If a line in the entries below includes "usize", pick it out and copy it.
[DATA SHOWN]
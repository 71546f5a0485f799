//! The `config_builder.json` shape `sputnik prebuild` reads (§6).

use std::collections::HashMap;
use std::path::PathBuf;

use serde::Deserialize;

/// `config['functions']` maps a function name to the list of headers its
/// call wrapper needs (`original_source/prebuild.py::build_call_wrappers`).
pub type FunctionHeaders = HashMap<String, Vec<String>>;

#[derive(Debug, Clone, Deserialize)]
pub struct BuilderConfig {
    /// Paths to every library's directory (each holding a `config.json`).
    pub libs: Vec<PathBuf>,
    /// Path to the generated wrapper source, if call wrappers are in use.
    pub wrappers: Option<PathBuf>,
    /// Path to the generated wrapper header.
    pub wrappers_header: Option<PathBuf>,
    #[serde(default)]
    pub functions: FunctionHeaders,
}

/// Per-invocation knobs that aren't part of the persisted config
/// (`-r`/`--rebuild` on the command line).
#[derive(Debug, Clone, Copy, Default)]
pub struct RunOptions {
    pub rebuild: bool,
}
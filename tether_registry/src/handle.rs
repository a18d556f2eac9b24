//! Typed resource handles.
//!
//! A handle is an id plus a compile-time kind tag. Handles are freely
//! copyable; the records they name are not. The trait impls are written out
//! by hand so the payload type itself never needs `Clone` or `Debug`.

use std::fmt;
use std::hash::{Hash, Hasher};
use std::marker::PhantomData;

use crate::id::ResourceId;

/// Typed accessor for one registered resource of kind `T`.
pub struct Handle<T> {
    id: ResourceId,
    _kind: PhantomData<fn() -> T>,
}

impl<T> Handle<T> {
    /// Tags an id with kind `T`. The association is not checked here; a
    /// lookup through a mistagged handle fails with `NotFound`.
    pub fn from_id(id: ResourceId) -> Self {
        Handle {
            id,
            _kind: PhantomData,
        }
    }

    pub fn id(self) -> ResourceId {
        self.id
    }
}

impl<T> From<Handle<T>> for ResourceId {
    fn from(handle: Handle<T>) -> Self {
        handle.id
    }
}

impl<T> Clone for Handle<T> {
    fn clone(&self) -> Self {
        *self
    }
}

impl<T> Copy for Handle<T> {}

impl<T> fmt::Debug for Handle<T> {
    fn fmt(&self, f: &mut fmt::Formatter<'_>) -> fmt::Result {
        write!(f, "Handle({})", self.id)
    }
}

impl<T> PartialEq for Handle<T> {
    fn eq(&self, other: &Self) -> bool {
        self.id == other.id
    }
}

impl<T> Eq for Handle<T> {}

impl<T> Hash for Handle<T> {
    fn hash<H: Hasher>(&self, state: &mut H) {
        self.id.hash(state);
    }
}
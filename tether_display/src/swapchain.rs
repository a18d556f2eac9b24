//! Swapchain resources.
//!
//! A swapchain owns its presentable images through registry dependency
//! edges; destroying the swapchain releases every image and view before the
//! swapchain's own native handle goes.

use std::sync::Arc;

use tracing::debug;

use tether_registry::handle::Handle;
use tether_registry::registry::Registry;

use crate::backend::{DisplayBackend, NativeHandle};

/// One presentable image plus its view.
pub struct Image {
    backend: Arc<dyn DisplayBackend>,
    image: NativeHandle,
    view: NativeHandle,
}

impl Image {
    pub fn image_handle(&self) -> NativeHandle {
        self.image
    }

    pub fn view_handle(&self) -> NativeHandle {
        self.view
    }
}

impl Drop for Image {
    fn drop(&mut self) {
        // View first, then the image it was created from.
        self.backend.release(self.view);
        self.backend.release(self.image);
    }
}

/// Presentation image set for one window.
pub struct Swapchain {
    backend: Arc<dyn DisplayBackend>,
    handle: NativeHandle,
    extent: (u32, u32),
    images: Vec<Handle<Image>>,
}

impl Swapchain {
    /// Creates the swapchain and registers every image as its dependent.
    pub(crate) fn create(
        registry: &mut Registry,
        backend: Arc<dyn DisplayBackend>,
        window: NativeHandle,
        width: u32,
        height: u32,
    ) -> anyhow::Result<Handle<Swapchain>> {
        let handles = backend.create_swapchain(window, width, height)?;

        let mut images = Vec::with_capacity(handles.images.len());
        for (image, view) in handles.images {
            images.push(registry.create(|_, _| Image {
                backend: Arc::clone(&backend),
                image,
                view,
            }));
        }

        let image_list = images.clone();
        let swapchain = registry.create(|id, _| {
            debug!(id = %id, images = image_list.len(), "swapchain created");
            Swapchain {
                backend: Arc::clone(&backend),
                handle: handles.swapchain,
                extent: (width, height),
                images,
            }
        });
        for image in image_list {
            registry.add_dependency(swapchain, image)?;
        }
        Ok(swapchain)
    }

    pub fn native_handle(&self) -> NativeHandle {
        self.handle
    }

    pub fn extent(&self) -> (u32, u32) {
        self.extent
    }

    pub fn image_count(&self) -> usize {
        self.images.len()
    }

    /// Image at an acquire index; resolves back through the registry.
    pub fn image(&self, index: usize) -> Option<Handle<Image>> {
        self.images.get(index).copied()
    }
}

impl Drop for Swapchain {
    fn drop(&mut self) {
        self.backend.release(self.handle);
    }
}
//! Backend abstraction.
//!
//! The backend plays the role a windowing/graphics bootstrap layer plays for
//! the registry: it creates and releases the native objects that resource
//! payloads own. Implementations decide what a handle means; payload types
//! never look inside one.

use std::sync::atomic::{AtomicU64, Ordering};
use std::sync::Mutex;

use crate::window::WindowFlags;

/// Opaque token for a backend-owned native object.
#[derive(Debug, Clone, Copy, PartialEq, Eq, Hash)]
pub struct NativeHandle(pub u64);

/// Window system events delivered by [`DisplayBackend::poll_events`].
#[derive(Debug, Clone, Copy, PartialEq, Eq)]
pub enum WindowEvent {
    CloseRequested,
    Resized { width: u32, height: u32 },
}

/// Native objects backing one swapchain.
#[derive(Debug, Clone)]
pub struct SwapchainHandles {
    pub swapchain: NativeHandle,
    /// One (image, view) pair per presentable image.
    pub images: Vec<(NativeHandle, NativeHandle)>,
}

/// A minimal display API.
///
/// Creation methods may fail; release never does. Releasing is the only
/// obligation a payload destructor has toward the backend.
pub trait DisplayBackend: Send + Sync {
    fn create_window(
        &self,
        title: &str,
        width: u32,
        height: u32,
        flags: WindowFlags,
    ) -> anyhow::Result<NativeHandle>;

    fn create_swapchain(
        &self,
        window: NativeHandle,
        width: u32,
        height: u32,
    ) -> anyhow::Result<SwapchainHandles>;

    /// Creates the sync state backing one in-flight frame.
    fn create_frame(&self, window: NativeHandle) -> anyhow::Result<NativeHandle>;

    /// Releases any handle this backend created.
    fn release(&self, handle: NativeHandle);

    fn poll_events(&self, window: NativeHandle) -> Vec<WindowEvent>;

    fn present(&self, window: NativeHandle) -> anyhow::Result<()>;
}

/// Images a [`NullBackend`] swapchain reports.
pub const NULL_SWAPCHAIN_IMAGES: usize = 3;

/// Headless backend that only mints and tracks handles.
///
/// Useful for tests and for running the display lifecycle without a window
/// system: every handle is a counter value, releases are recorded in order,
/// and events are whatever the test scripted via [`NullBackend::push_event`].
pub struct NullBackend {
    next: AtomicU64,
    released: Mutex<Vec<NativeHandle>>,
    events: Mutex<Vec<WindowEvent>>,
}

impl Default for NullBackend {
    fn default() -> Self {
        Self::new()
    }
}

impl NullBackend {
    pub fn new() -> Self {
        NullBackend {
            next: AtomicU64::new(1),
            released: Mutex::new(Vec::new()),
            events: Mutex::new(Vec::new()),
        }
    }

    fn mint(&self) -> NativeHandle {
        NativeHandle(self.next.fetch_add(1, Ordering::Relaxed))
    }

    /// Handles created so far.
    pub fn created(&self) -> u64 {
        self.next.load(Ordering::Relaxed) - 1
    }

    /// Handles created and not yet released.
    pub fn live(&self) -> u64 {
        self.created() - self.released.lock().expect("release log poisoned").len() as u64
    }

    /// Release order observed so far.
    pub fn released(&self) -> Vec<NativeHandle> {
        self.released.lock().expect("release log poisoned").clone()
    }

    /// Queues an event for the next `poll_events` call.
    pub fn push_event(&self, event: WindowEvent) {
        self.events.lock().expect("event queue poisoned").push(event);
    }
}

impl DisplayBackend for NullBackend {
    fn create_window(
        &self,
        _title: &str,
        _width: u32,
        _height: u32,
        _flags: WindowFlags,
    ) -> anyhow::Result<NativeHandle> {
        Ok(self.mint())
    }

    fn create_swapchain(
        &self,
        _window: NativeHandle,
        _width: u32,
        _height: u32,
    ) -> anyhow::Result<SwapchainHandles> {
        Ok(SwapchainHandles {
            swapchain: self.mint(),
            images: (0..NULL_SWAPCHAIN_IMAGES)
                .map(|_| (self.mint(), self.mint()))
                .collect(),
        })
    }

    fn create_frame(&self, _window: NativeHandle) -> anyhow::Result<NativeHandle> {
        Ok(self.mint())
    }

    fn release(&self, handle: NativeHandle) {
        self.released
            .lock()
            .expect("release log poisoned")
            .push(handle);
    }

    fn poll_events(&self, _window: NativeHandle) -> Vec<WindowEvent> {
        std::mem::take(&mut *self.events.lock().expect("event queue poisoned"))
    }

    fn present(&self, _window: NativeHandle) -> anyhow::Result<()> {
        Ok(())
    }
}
[/DATA SHOWN]
**OUTPUT OF THE TASK**
    pub fn image_count(&self) -> usize {
    pub fn image(&self, index: usize) -> Option<Handle<Image>> {
pub const NULL_SWAPCHAIN_IMAGES: usize = 3;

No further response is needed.